Une virée entre amis dans la vallée de l’Agly, ce coin de Roussillon qui débouche sur Maury, sur les derniers contreforts de Pyrénées et au pied des châteaux cathares. Un gros programme de dégustations au menu. Le Mas Amiel bien sur, le Domaine des Schistes, Gauby, Le Clos de fées…, la profusion des vignerons de talent est telle dans cette vallée, que cela nous a donné soif. Nous arrêtons la voiture au centre de Maury devant le Resto cave la Pichenouille. Une allure d’attrape touristes, mais comme il ne faut jamais déguster le ventre vide, nous décidons de casser la croute. Juste un petit frichti et un petit verre, et après on passe aux choses sérieuses ! Le piège ! Les tables sont sympathiques, une ambiance de bar à vin parisien, une cave qui invite à déguster toutes les plus belles bouteilles du coin, et plus encore.
Un Carignan du moment qu'il est vieux ...
Le patron et jovial et pire que tout c’est le rendez-vous de tous ces jeunes fous de vignerons qui font des merveilles en prenant cela à la rigolade. Cela n’a pas manqué : fallait gouter à la production des habitués. Un petit blanc sec un rien oxydé, un rouge gouleyant pour se mettre en jambes. A table ! Une énorme côte de bœuf pour deux, combien ? Une par personne, patron ! Et avec cela ? Les sorcières du clos des Fées, pardi ! Deuxième erreur, il ne faut jamais commencer par un vin aussi riche. Dès la deuxième bouteille, aucun de nous ne pensait sérieusement que nous allions accomplir le circuit initiatique que nous avions concocté. « Hé patron, vous n’avez pas un vieux Carignan ? » Cela n’a pas manqué, j’ai un copain qui ne jure que par le Carignan.

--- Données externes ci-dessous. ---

//! Process lifecycle seam.
//!
//! Spawning and killing the node binary belongs to the environment running
//! the tests. The registry only talks to these traits.

use std::path::PathBuf;
use std::sync::Arc;

use anyhow::Result;
use async_trait::async_trait;

use crate::node::NodeId;
use crate::rpc::NodeRpc;

/// A running (or exited) node process.
#[async_trait]
pub trait NodeProcess: Send + Sync {
    fn is_running(&self) -> bool;

    /// Request termination. The process may take a while to exit, poll
    /// [`NodeProcess::is_running`] to observe it.
    async fn stop(&self) -> Result<()>;
}

/// Everything needed to start one node.
#[derive(Debug, Clone, PartialEq, Eq)]
pub struct NodeSpec {
    pub id: NodeId,
    pub data_dir: PathBuf,
    pub rpc_user: String,
    pub rpc_password: String,
    pub extra_args: Vec<String>,
}

impl NodeSpec {
    /// Command line of the node binary.
    pub fn args(&self) -> Vec<String> {
        let mut args = vec![
            "-regtest".to_string(),
            format!("-datadir={}", self.data_dir.display()),
            format!("-rpcuser={}", self.rpc_user),
            format!("-rpcpassword={}", self.rpc_password),
            format!("-rpcport={}", self.id.rpc_port),
            format!("-port={}", self.id.port),
            "-server=1".to_string(),
            "-listen=1".to_string(),
        ];
        args.extend(self.extra_args.iter().cloned());
        args
    }
}

/// A freshly started node: its request surface and its process.
pub struct LaunchedNode {
    pub rpc: Arc<dyn NodeRpc>,
    pub process: Box<dyn NodeProcess>,
}

#[async_trait]
pub trait NodeLauncher: Send + Sync {
    /// Start a node. The data directory already exists and is empty.
    async fn launch(&self, spec: &NodeSpec) -> Result<LaunchedNode>;
}

#[cfg(test)]
mod tests {
    use super::*;

    #[test]
    fn test_args() {
        let spec = NodeSpec {
            id: NodeId::new("127.0.0.1", 18444, 18443),
            data_dir: PathBuf::from("/tmp/regnet/18444"),
            rpc_user: "user".to_string(),
            rpc_password: "password".to_string(),
            extra_args: vec!["-txindex=1".to_string()],
        };
        assert_eq!(
            spec.args(),
            vec![
                "-regtest",
                "-datadir=/tmp/regnet/18444",
                "-rpcuser=user",
                "-rpcpassword=password",
                "-rpcport=18443",
                "-port=18444",
                "-server=1",
                "-listen=1",
                "-txindex=1",
            ]
        );
    }
}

Nous sommes toujours prêts à le suivre du moment que le Carignan en question est « vieux ».
Les Coste à travers trois siècles ...
Il y a des limites tout de même ! Jeune, ce cépage produit avant tout des vins violacés et plus rudes que la montée au château de Quérébus sous le cagnard. « J’ai ce qu’il vous faut, répond le patron en carafant une bouteille. Dès la première gorgée, nous nous sommes tous regardé. Une trouvaille ! Et pour du vieux, c’est du vieux. Un coup d’œil à la contre étiquette nous apprend que les vignes ont été plantées en 1875, juste après le phylloxéra par un certain Adrien Coste. Ces vignes ont surmonté trois siècles différents ! Le Carignan se fait velours, il flatte le palais, s’installe, sûr de son effet. Il est bluffant le vieux ! La cuvée « Aux Temps d’histoire » du domaine du Grand Arc. Un étranger à Maury, car situé à quelques kilomètres de là dans les Corbières. Il n’est plus Roussillon, mais Languedoc. Foin de régionalisme, ce vin là mérite les honneurs de la patrie ! Nous rendons immédiatement hommage à cet ancien combattant avec une deuxième bouteille.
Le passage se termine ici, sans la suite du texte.